* [What you will do] Return each line of the entries that holds the string "jetzt".

:: Provided data

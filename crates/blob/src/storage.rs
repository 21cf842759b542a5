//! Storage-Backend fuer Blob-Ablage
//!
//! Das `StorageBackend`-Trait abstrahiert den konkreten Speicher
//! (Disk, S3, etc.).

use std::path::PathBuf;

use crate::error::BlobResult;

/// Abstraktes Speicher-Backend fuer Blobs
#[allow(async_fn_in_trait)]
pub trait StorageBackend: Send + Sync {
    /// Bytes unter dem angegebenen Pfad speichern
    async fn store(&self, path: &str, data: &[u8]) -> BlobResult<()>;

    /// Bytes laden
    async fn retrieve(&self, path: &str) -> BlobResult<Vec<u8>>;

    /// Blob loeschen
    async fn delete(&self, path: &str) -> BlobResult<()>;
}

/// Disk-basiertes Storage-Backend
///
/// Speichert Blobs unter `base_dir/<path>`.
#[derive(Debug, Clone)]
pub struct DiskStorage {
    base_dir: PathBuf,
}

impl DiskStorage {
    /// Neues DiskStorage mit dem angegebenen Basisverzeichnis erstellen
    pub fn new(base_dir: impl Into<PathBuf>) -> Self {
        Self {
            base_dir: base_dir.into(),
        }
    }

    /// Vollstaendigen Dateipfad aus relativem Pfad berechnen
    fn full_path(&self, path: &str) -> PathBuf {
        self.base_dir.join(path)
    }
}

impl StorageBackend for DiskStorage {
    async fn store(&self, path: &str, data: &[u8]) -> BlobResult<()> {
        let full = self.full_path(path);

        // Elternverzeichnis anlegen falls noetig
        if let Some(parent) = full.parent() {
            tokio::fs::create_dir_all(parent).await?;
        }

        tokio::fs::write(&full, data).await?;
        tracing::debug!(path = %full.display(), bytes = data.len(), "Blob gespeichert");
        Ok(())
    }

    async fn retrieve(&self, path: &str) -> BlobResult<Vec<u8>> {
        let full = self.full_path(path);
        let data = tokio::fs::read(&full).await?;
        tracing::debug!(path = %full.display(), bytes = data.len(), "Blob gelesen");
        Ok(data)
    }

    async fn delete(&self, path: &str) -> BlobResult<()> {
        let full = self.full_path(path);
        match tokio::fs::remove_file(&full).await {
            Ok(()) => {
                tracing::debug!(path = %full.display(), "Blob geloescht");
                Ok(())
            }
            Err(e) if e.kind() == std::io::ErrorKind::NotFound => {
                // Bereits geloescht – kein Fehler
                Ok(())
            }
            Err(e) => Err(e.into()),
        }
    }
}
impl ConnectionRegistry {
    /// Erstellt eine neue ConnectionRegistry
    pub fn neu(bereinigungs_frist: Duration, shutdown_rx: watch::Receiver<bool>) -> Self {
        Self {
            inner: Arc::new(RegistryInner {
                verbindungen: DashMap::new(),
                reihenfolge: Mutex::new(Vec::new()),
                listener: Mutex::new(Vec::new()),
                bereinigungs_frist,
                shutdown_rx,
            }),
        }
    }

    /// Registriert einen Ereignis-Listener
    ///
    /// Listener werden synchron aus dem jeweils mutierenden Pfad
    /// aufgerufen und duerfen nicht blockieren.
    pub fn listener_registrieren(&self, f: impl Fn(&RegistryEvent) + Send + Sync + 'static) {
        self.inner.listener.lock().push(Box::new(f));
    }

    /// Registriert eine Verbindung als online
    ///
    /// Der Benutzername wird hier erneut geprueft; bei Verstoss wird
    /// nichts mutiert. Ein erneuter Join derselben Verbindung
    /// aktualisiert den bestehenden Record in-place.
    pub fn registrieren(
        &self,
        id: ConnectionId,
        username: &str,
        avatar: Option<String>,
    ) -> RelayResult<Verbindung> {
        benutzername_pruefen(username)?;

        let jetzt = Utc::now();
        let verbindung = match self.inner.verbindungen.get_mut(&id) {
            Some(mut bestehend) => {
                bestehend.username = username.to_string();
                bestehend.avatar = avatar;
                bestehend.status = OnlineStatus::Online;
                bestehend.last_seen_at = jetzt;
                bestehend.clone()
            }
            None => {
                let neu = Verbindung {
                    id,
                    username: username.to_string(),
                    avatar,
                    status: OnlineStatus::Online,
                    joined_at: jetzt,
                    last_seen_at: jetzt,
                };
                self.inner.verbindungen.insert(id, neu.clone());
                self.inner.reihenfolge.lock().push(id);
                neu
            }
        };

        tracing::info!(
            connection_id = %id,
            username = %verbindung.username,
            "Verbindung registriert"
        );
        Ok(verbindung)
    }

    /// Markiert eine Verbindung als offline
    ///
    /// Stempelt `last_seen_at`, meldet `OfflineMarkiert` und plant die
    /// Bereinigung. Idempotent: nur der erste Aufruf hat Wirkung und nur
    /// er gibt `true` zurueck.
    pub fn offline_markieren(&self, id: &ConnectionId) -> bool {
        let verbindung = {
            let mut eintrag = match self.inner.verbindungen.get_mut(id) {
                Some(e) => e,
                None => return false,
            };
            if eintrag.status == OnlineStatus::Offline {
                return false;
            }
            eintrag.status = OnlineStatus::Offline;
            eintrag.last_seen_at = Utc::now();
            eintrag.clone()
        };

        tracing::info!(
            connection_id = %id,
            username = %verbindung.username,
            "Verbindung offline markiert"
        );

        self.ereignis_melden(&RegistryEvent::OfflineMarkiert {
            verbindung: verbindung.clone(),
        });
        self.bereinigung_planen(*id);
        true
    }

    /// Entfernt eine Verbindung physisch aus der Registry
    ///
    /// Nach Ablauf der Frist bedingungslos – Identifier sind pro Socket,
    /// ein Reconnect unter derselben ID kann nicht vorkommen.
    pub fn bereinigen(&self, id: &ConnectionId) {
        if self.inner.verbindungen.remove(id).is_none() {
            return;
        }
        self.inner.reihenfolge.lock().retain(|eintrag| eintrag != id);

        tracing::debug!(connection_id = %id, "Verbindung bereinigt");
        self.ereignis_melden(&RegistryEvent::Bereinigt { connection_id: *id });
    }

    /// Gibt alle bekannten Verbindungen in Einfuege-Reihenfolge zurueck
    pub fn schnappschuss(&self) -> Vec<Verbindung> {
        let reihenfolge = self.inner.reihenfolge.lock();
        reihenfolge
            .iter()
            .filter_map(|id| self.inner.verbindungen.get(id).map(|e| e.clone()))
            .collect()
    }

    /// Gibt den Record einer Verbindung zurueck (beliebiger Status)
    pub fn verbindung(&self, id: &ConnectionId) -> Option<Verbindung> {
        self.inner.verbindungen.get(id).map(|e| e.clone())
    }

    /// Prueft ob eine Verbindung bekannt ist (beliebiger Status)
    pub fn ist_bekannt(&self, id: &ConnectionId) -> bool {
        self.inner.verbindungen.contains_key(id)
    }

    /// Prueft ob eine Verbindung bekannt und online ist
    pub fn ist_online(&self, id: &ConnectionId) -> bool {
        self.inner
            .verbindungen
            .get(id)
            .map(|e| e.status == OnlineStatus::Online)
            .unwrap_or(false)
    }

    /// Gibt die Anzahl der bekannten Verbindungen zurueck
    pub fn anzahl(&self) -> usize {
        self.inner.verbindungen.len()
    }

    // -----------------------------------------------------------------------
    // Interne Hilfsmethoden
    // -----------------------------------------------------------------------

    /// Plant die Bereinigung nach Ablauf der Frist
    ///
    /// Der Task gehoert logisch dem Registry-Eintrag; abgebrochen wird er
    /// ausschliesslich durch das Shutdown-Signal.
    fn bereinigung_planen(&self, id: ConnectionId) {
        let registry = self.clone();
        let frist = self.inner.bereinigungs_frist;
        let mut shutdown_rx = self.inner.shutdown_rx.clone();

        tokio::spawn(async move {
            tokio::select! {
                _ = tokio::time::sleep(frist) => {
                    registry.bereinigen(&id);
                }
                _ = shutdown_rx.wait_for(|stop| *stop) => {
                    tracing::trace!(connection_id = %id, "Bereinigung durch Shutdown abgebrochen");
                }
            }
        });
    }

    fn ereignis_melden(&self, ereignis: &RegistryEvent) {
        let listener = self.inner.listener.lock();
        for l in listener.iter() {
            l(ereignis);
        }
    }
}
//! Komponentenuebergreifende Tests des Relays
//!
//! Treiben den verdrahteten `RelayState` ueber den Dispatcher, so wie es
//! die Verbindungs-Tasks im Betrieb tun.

::::

* [Final answer]
        let jetzt = Utc::now();
                bestehend.last_seen_at = jetzt;
                    joined_at: jetzt,
                    last_seen_at: jetzt,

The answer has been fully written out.